Police armed ANC foe

March 19, 1994|By Michael Hill | Michael Hill,Johannesburg Bureau of The Sun

PRETORIA, South Africa -- Top South African Police officials have armed and aided the Inkatha Freedom Party in its war against the African National Congress (ANC), a commission investigating violence in this country reported yesterday.

According to testimony gathered by the prestigious Goldstone Commission, three generals in the South African Police were among those involved in gun running, weapons manufacture and political hit squads, as well as organizing violence in hostels and on trains, for at least the last four years.

This is the best evidence yet of the often-charged existence of a "third force" of right-wing government officials who orchestrated the violence between Inkatha and the ANC to destabilize the country.

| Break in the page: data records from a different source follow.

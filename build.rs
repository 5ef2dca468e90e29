use anyhow::*;
use fs_extra::copy_items;
use fs_extra::dir::CopyOptions;
use std::env;
use std::path::PathBuf;

/// Copies the scene textures next to the build output.
fn main() -> Result<()> {
    println!("cargo:rerun-if-changed=assets/");

    let manifest_dir = PathBuf::from(env::var("CARGO_MANIFEST_DIR")?);
    let assets_src = manifest_dir.join("assets");
    if !assets_src.exists() {
        println!("cargo:warning=no assets/ directory, the haunted preset will fall back to plain colours");
        return Ok(());
    }

    let out_dir = env::var("OUT_DIR")?;
    let mut copy_options = CopyOptions::new();
    copy_options.overwrite = true;
    copy_items(&[assets_src], out_dir, &copy_options)?;

    Ok(())
}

That violence is blamed for the majority of South Africa's political deaths. President F. W. de Klerk and his minister of law and order, Hernus Kriel, have consistently blamed the leadership of those groups for the situation while denying involvement by state structures.

Yesterday, speaking at a news conference called to release the report, Mr. de Klerk maintained that the bulk of the violence is still the responsibility of those two groups and said:

"Any conclusion that the South African Police as a force was involved in political violence is more than grossly unfair; it's absolutely unacceptable."

But, he said, "This is the first time evidence has been laid before us on the existence of a third force. I am keeping my promise to take immediate action. I want to emphasize that we are dealing with the possibility that a relatively small group of people within the police are involved."

The three generals implicated in the report are Basie Smit, who as deputy commissioner is the No. 2 man in the force; Krappies Engelbrecht, head of counterintelligence, and Johan le Roux.

The report comes amid growing, potentially violent, defiance in the Inkatha stronghold of KwaZulu.

Zulu King Goodwill Zwelithini said yesterday that he was ready to proclaim an independent kingdom in KwaZulu rather than take part in the April 26-28 election, the country's first nonracial vote.

The king and Inkatha leader Mangosuthu Buthelezi say the guiding forces in South Africa have not given them sufficient assurances of local power under the new constitution.

Citing an assassination threat, ANC President Nelson Mandela canceled a long-sought meeting with the king that was to have taken place yesterday in the KwaZulu capital of Ulundi.

Mr. Mandela also backed out of an appearance today at a rally in another troubled area of Natal.

The KwaZulu police were implicated in the Goldstone Commission report for running political hit squads. Survivors of massacres told the commission that the very people who carried out the killings later showed up in police uniforms to investigate them. Other evidence showed that when KwaZulu police members involved in hit squads were transferred to previously peaceful areas deadly violence soon broke out.

Police dragging feet

"The commission is satisfied that the KwaZulu Police is presently dragging its feet (probably a generous description) in investigating the presence of hit squads within its ranks," the report states.

The report names Themba Khoza, the head of Inkatha in the

Johannesburg area, as one of the main recipients of weapons supplied by police officials over the last several years.

The officials are said to have acted not just for ideological reasons, but also for financial ones, receiving large payments for the weapons,some of which were smuggled from Namibia and Mozambique.

Mr. Khoza also is implicated in the killing Nov. 7, 1993, of 12 people in an ANC compound near the Natal town of Nqutu after the party, fearing violence, called off a rally scheduled for that day.

At the news conference, Mr. de Klerk said that all those in the police named in the report, ranging from the generals down to members of a local burglary squad, were immediately put on leave. He said he will work with the Transition Executive Council, the body overseeing South Africa's government leading up to the election, to appoint an international body to investigate the commission's evidence and report within two weeks.

Any decision to prosecute will come out of those findings.

"We dare not allow this dark cloud to hang over the election," he said.

Aborted election feared

Judge Richard Goldstone said that his commission would have liked to continue its investigation but

considered it necessary to make these findings public because the election is only six weeks away.

"If those intent on further destabilization succeed in aborting the election, an investigation afterward would be a futile exercise," the report states.

According to the report, the investigation began when an officer of the South African Police "who has a number of years' experience" approached the commission last month and agreed to talk as long as his identity was concealed.

Subsequent investigations corroborated many of his statements about police involvement in everything from training Inkatha members in the use of hand grenades to siphoning the weapons through the security chief of a local bank.

Much of the information is coming from officers who are trying to please those who will be their new bosses after the election, which the ANC is considered certain to win.

That includes members of the KwaZulu police.